What is less clearly appreciated is the proper positioning of the strap. For our purposes in this instance the shin-foot complex can be considered as two arms, the tibia and the foot, set at right angles to each other and articulating at the ankle. In combating equinus the orthosis imposes two anteriorly directed forces, one at the top edge of the orthosis, and the other at the metatarsal heads. If unopposed by an anterior third point the leg will ride up in the orthosis, pivoting about these two points with the ankle moving forward. In effect, the leg bowstrings about the two most extreme points. To be maximally effective and comfortable the third force should be as far as possible from the two end points so as to develop the maximum resistance with the minimum force and thus minimum pressure under the strap. In the ordinary course of events this third force is provided by the lace closure of the shoe over the oblique instep of the foot. Since this surface is oblique the force provided normal to this surface can be resolved into two right-angle forces, each of which opposes one of the two anteriorly directed forces of the orthosis. If an accessory strap is added in this bony area it is likely to prove uncomfortable owing to the relatively small area underneath it and the fact that it is positioned too far distally to oppose the anterior motion of the tibia with minimum force. Moreover, if a shoe is worn over it the additional bulk in the shoe is likely to prove undesirable. Conversely, if the strap is added proximal to the malleoli it will be in good position to control the tibia but inadequate to affect the foot.
Unless opposed by a second strap or the shoe, equinus is likely to occur and since anterior motion of the tibia is prevented all the motion is likely to occur in a proximal direction with the malleoli riding up and shear taking place under the strap.
Following the foregoing analysis then, it seems logical to locate the strap at the deepest point of the radius connecting the oblique dorsal surface of the foot and the vertical tibia, roughly equidistant to the ankle mortice and the subtalar joint. In this position the instep strap is as far as possible from each of the two end points, well positioned to control motion in each segment, and free of the lace area of the standard low-quarter shoe. Instep straps have been used in this configuration a number of years now and, contrary to expectations, irritation under the strap in this relatively unpadded area has not been a problem. This can be attributed, in part, to the fact that the strap is well placed to develop maximum torque with minimum pressure. It is, of course, possible to pad the strap if so desired.
Two methods of adding the strap have proven successful. In one the strap and a narrow loop are riveted to the orthosis on either side along the intended line of force. In the second two slots are cut in the material of the orthosis if the orthosis extends far enough anteriorly to permit it.
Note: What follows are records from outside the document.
//! Per-ticker threshold rules with edge-triggered firing.
//!
//! Each `AlertRule` remembers which side of its thresholds the price was on after the
//! previous evaluation. An `Above` alert fires only when the price moves from
//! `<= above` to `> above`; a `Below` alert only when it moves from `>= below` to
//! `< below`. A price that stays past a threshold therefore fires once, not on every
//! tick. Edge state is refreshed on every evaluation whether or not anything fired.
//!
//! The book can also carry a movement percentage; when set, every tick whose change
//! exceeds it in either direction yields a `Surge` or `Plunge` event.

use std::collections::BTreeMap;

use market_common::{AlertDirection, AlertEvent, FeedError, MarketSnapshot, Result, TickerState};
use serde::Serialize;

/// Thresholds for one symbol plus the side of each threshold last observed.
#[derive(Debug, Clone, Copy, PartialEq, Serialize)]
pub struct AlertRule {
    /// Fire when the price rises through this level.
    pub above: Option<f64>,
    /// Fire when the price falls through this level.
    pub below: Option<f64>,
    was_above: bool,
    was_below: bool,
}

impl AlertRule {
    /// Create a rule whose edge state reflects `current_price`, so nothing fires until
    /// the price actually crosses a threshold.
    pub fn new(above: Option<f64>, below: Option<f64>, current_price: f64) -> Result<Self> {
        for (name, value) in [("above", above), ("below", below)] {
            if let Some(v) = value {
                if !v.is_finite() || v <= 0.0 {
                    return Err(FeedError::InvalidThreshold(format!(
                        "{} threshold must be a positive price, got {}",
                        name, v
                    )));
                }
            }
        }

        let mut rule = Self {
            above,
            below,
            was_above: false,
            was_below: false,
        };
        rule.observe(current_price);
        Ok(rule)
    }

    /// True if the last observed price was above the `above` threshold.
    pub fn was_above(&self) -> bool {
        self.was_above
    }

    /// True if the last observed price was below the `below` threshold.
    pub fn was_below(&self) -> bool {
        self.was_below
    }

    /// Compare `state` with the remembered edge state, return the crossings, and
    /// remember the new side of each threshold.
    pub fn evaluate(&mut self, state: &TickerState) -> Vec<AlertEvent> {
        let mut events = Vec::new();
        let price = state.price;

        if let Some(above) = self.above {
            if !self.was_above && price > above {
                events.push(event(state, AlertDirection::Above, above));
            }
        }
        if let Some(below) = self.below {
            if !self.was_below && price < below {
                events.push(event(state, AlertDirection::Below, below));
            }
        }

        self.observe(price);
        events
    }

    fn observe(&mut self, price: f64) {
        self.was_above = self.above.is_some_and(|above| price > above);
        self.was_below = self.below.is_some_and(|below| price < below);
    }
}

/// Rule table keyed by symbol.
#[derive(Debug, Clone, Default)]
pub struct AlertBook {
    rules: BTreeMap<String, AlertRule>,
    movement_pct: Option<f64>,
}

impl AlertBook {
    /// Empty book. `movement_pct` enables `Surge`/`Plunge` alerts.
    pub fn new(movement_pct: Option<f64>) -> Self {
        Self {
            rules: BTreeMap::new(),
            movement_pct,
        }
    }

    /// Insert or replace the rule for `current.symbol`.
    pub fn set_rule(
        &mut self,
        current: &TickerState,
        above: Option<f64>,
        below: Option<f64>,
    ) -> Result<()> {
        let rule = AlertRule::new(above, below, current.price)?;
        self.rules.insert(current.symbol.clone(), rule);
        Ok(())
    }

    /// Remove a rule; returns whether one existed.
    pub fn remove_rule(&mut self, symbol: &str) -> bool {
        self.rules.remove(symbol).is_some()
    }

    /// Current rule for `symbol`.
    pub fn rule(&self, symbol: &str) -> Option<AlertRule> {
        self.rules.get(symbol).copied()
    }

    /// Number of installed rules.
    pub fn len(&self) -> usize {
        self.rules.len()
    }

    /// True when no rule is installed.
    pub fn is_empty(&self) -> bool {
        self.rules.is_empty()
    }

    /// Evaluate every rule (in symbol order) and the movement check against
    /// `snapshot`.
    pub fn evaluate(&mut self, snapshot: &MarketSnapshot) -> Vec<AlertEvent> {
        let mut events = Vec::new();

        for (symbol, rule) in self.rules.iter_mut() {
            if let Some(state) = snapshot.get(symbol) {
                events.extend(rule.evaluate(state));
            }
        }

        if let Some(pct) = self.movement_pct {
            for state in snapshot.iter() {
                if state.change_percent > pct {
                    events.push(event(state, AlertDirection::Surge, pct));
                } else if state.change_percent < -pct {
                    events.push(event(state, AlertDirection::Plunge, pct));
                }
            }
        }

        events
    }
}

fn event(state: &TickerState, direction: AlertDirection, threshold: f64) -> AlertEvent {
    AlertEvent {
        symbol: state.symbol.clone(),
        direction,
        threshold,
        price: state.price,
        timestamp: state.last_update,
    }
}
One end of a Velcro strap is passed through one of the slots and sewn back on to itself. The free end of the strap can then be passed through the other slot and placed back on itself to secure the orthosis. In each case a flexible tape measure can be used to measure the proper length of strap and to plan the proper points of attachment (Fig. 1, Fig. 2, Fig. 3, and Fig. 4). This procedure can be done either over the positive model or the involved extremity itself and a strap can be added at any time.
A rationale for the use of an accessory strap to control equino-varus in an orthosis without the shoe is given. Some thoughts about its placement and descriptions of two methods of attachment are also given.